Activity:
Where the word "silent" appears in a line below, copy the whole line.

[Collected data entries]
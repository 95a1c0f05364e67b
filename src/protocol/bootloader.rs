//! STM8 ROM bootloader protocol engine.
//!
//! Each public operation is one complete, ACK-gated transaction following
//! the pattern command frame -> ACK -> address frame -> ACK -> payload or
//! data -> ACK. An unexpected byte or a timeout aborts the transaction and
//! surfaces as a typed error; the port stays open but the protocol state of
//! the target is then unknown, and it is up to the caller to [`sync`]
//! again or give up. There is no in-flight recovery: on a half-duplex
//! two-wire link a silent retry can desynchronize both peers without
//! either side noticing.
//!
//! [`sync`]: Bootloader::sync

use std::io::{self, Write as _};
use std::thread;
use std::time::Duration;

use log::{debug, info, trace};

use crate::device::{
    sector_for_addr, DeviceInfo, BSL_OPTION_ADDR, BSL_OPTION_BYTES, DENSITY_PROBES,
};
use crate::error::{Error, Result};
use crate::port::Port;
use crate::protocol::frame::{
    encode_addr, encode_len, erase_frame, write_frame, Command, ACK, GET_RESPONSE_LEN,
    MAX_READ_CHUNK, MAX_WRITE_CHUNK, NACK, SYNCH,
};

/// Number of synchronization rounds before giving up.
const SYNC_ATTEMPTS: usize = 15;

/// Settle time between synchronization rounds, absorbing target-side
/// processing delay.
const SYNC_RETRY_DELAY: Duration = Duration::from_millis(10);

/// Settle time after flushing the port in `get_info`.
const IDENTIFY_SETTLE_DELAY: Duration = Duration::from_millis(50);

/// Shortened read timeout while probing flash densities, so that negative
/// probes fail quickly.
const PROBE_TIMEOUT: Duration = Duration::from_millis(100);

/// Read progress is reported every this many bytes.
const READ_PROGRESS_STEP: usize = 2048;

/// Write progress is reported every this many bytes.
const WRITE_PROGRESS_STEP: usize = 1024;

/// Command codes echoed back in a GET response, in wire order.
const GET_COMMAND_ECHOES: [Command; 5] = [
    Command::Get,
    Command::Read,
    Command::Go,
    Command::Write,
    Command::Erase,
];

/// Driver for a target running the STM8 ROM bootloader.
///
/// Generic over the port type `P` so the engine can be exercised against
/// an in-memory port as well as a real serial line.
///
/// The target must already be in bootloader mode, and [`Bootloader::sync`]
/// must be the first operation on the wire: the ROM deduces the host baud
/// rate from the first synchronization byte it sees.
pub struct Bootloader<P: Port> {
    port: P,
    verbose: bool,
}

impl<P: Port> Bootloader<P> {
    /// Create an engine for an already-opened port.
    pub fn new(port: P) -> Self {
        Self {
            port,
            verbose: false,
        }
    }

    /// Print transfer progress to stdout.
    #[must_use]
    pub fn with_verbose(mut self, verbose: bool) -> Self {
        self.verbose = verbose;
        self
    }

    /// Get a reference to the underlying port.
    pub fn port(&self) -> &P {
        &self.port
    }

    /// Get a mutable reference to the underlying port.
    pub fn port_mut(&mut self) -> &mut P {
        &mut self.port
    }

    /// Consume the engine and return the underlying port.
    pub fn into_port(self) -> P {
        self.port
    }

    /// Synchronize the target's baud-rate detection and confirm it listens.
    ///
    /// Sends the synchronization byte up to 15 times and accepts either ACK
    /// or NACK as a reply (NACK means the target was already synchronized).
    /// Any spurious bytes from earlier traffic are discarded first.
    pub fn sync(&mut self) -> Result<()> {
        self.port.clear_buffers()?;

        let mut buf = [0u8; 1];
        let mut last = None;

        for attempt in 1..=SYNC_ATTEMPTS {
            let sent = self.port.send(&[SYNCH])?;
            if sent != 1 {
                return Err(Error::SendShort { expected: 1, sent });
            }

            let got = self.port.receive(&mut buf)?;
            last = (got == 1).then(|| buf[0]);

            match last {
                Some(ACK) => {
                    info!("synchronized (ACK)");
                    return Ok(());
                }
                Some(NACK) => {
                    info!("synchronized (NACK, target was already in sync)");
                    return Ok(());
                }
                Some(other) => {
                    trace!("sync attempt {attempt}: unexpected reply {other:#04x}");
                }
                None => {
                    trace!("sync attempt {attempt}: no reply");
                }
            }

            thread::sleep(SYNC_RETRY_DELAY);
        }

        Err(Error::SyncFailed { last })
    }

    /// Identify the connected device: probe its flash density, then query
    /// the bootloader version with a GET command.
    ///
    /// The probe runs with a shortened read timeout so that negative probes
    /// complete quickly; the previous timeout is restored before the GET
    /// exchange and on every error path.
    pub fn get_info(&mut self) -> Result<DeviceInfo> {
        self.port.clear_buffers()?;
        thread::sleep(IDENTIFY_SETTLE_DELAY);

        let saved_timeout = self.port.timeout();
        self.port.set_timeout(PROBE_TIMEOUT)?;
        let probed = self.probe_density();
        self.port.set_timeout(saved_timeout)?;
        let flash_size_kb = probed?;

        self.send_all(&Command::Get.frame())?;
        let mut reply = [0u8; GET_RESPONSE_LEN];
        self.receive_exact(&mut reply)?;

        if reply[0] != ACK || reply[GET_RESPONSE_LEN - 1] != ACK {
            return Err(Error::ProtocolViolation(format!(
                "GET response not ACK-delimited: {:#04x} .. {:#04x}",
                reply[0],
                reply[GET_RESPONSE_LEN - 1]
            )));
        }
        // Byte count field: version byte plus five command codes.
        if reply[1] != 6 {
            return Err(Error::ProtocolViolation(format!(
                "GET response advertises {} payload bytes",
                reply[1]
            )));
        }
        for (echo, command) in reply[3..8].iter().zip(GET_COMMAND_ECHOES) {
            if *echo != command as u8 {
                return Err(Error::UnexpectedByte {
                    expected: command as u8,
                    got: *echo,
                });
            }
        }

        let device = DeviceInfo {
            flash_size_kb,
            bsl_version: reply[2],
        };
        info!("identified device: {device}");
        Ok(device)
    }

    /// Check whether `addr` is readable on the target.
    ///
    /// Runs the command and address phases of a READ transaction and stops
    /// there: an acknowledged address means the memory exists, a refused
    /// one means it does not. Only a missing ACK on the command phase or a
    /// receive timeout is an error.
    pub fn mem_check(&mut self, addr: u32) -> Result<bool> {
        self.send_all(&Command::Read.frame())?;
        self.expect_ack()?;

        self.send_all(&encode_addr(addr))?;
        let mut reply = [0u8; 1];
        self.receive_exact(&mut reply)?;
        Ok(reply[0] == ACK)
    }

    /// Read `out.len()` bytes of target memory starting at `start`.
    ///
    /// The transfer is chunked into READ transactions of up to 256 bytes;
    /// any missing ACK or short receive aborts the whole operation.
    pub fn mem_read(&mut self, start: u32, out: &mut [u8]) -> Result<()> {
        let total = out.len();
        if total == 0 {
            return Ok(());
        }
        debug!("reading {total} bytes from {start:#06x}");
        if self.verbose {
            print_progress("read", start, 0, total);
        }

        let mut frame = [0u8; MAX_READ_CHUNK + 1];
        let mut offset = 0;
        while offset < total {
            let chunk = (total - offset).min(MAX_READ_CHUNK);
            let addr = start + offset as u32;

            self.command(Command::Read)?;
            self.send_address(addr)?;

            let len_byte = encode_len(chunk);
            self.send_all(&[len_byte, len_byte ^ 0xFF])?;

            // The ACK and the data bytes arrive in one burst.
            self.receive_exact(&mut frame[..=chunk])?;
            if frame[0] != ACK {
                return Err(Error::UnexpectedByte {
                    expected: ACK,
                    got: frame[0],
                });
            }
            out[offset..offset + chunk].copy_from_slice(&frame[1..=chunk]);

            offset += chunk;
            if self.verbose && offset % READ_PROGRESS_STEP == 0 {
                print_progress("read", start, offset, total);
            }
        }

        if self.verbose {
            print_progress("read", start, total, total);
            println!(" done");
        }
        Ok(())
    }

    /// Write `data` to target memory starting at `start`.
    ///
    /// The transfer is chunked into WRITE transactions of up to 128 bytes.
    /// Progress output is a per-call choice because this routine serves both
    /// user-visible flash programming and silent uploads to RAM.
    pub fn mem_write(&mut self, start: u32, data: &[u8], verbose: bool) -> Result<()> {
        let total = data.len();
        if total == 0 {
            return Ok(());
        }
        debug!("writing {total} bytes to {start:#06x}");
        if verbose {
            print_progress("upload", start, 0, total);
        }

        let mut offset = 0;
        while offset < total {
            let chunk = (total - offset).min(MAX_WRITE_CHUNK);
            let addr = start + offset as u32;

            self.command(Command::Write)?;
            self.send_address(addr)?;

            self.send_all(&write_frame(&data[offset..offset + chunk]))?;
            self.expect_ack()?;

            offset += chunk;
            if verbose && offset % WRITE_PROGRESS_STEP == 0 {
                print_progress("upload", start, offset, total);
            }
        }

        if verbose {
            print_progress("upload", start, total, total);
            println!(" done");
        }
        Ok(())
    }

    /// Erase the 1 KiB flash sector containing `addr`.
    pub fn flash_erase(&mut self, addr: u32) -> Result<()> {
        let sector = sector_for_addr(addr);
        debug!("erasing sector {sector:#04x} (address {addr:#06x})");

        self.command(Command::Erase)?;
        self.send_all(&erase_frame(sector))?;
        self.expect_ack()
    }

    /// Jump to `addr` and hand execution over to the code there.
    ///
    /// After the second ACK the target has left the bootloader; no further
    /// protocol messages are defined until it re-enters bootloader mode.
    pub fn jump_to(&mut self, addr: u32) -> Result<()> {
        debug!("jumping to {addr:#06x}");

        self.command(Command::Go)?;
        self.send_address(addr)
    }

    /// Program the option bytes that keep the ROM bootloader reachable
    /// after reset.
    pub fn enable_bootloader(&mut self) -> Result<()> {
        debug!("enabling ROM bootloader via option bytes");
        self.mem_write(BSL_OPTION_ADDR, &BSL_OPTION_BYTES, false)
    }

    /// Probe the density candidates top-down; the shortened probe timeout
    /// is managed by the caller.
    fn probe_density(&mut self) -> Result<u16> {
        for probe in DENSITY_PROBES {
            trace!(
                "probing {:#08x} ({} kB device?)",
                probe.top_addr,
                probe.flash_size_kb
            );
            if self.mem_check(probe.top_addr)? {
                return Ok(probe.flash_size_kb);
            }
        }
        Err(Error::DeviceNotIdentified)
    }

    /// Send a command frame and require its ACK.
    fn command(&mut self, command: Command) -> Result<()> {
        trace!("sending {command:?} command");
        self.send_all(&command.frame())?;
        self.expect_ack()
    }

    /// Send an address frame and require its ACK.
    fn send_address(&mut self, addr: u32) -> Result<()> {
        self.send_all(&encode_addr(addr))?;
        self.expect_ack()
    }

    /// Write a whole frame, failing on a short write.
    fn send_all(&mut self, data: &[u8]) -> Result<()> {
        let sent = self.port.send(data)?;
        if sent != data.len() {
            return Err(Error::SendShort {
                expected: data.len(),
                sent,
            });
        }
        Ok(())
    }

    /// Fill `buf` completely or fail with a timeout error.
    fn receive_exact(&mut self, buf: &mut [u8]) -> Result<()> {
        let got = self.port.receive(buf)?;
        if got != buf.len() {
            return Err(Error::Timeout {
                wanted: buf.len(),
                got,
            });
        }
        Ok(())
    }

    /// Read one byte from an acknowledge slot and require ACK.
    fn expect_ack(&mut self) -> Result<()> {
        let mut reply = [0u8; 1];
        self.receive_exact(&mut reply)?;
        if reply[0] != ACK {
            return Err(Error::UnexpectedByte {
                expected: ACK,
                got: reply[0],
            });
        }
        Ok(())
    }
}

/// Rewrite the current stdout line with transfer progress.
fn print_progress(operation: &str, start: u32, done: usize, total: usize) {
    if total > 2048 {
        print!(
            "\r  {operation} {:.1}kB of {:.1}kB at {start:#06x} ",
            done as f64 / 1024.0,
            total as f64 / 1024.0
        );
    } else {
        print!("\r  {operation} {done}B of {total}B at {start:#06x} ");
    }
    let _ = io::stdout().flush();
}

Written solution:
//! two-wire link a silent retry can desynchronize both peers without
    /// user-visible flash programming and silent uploads to RAM.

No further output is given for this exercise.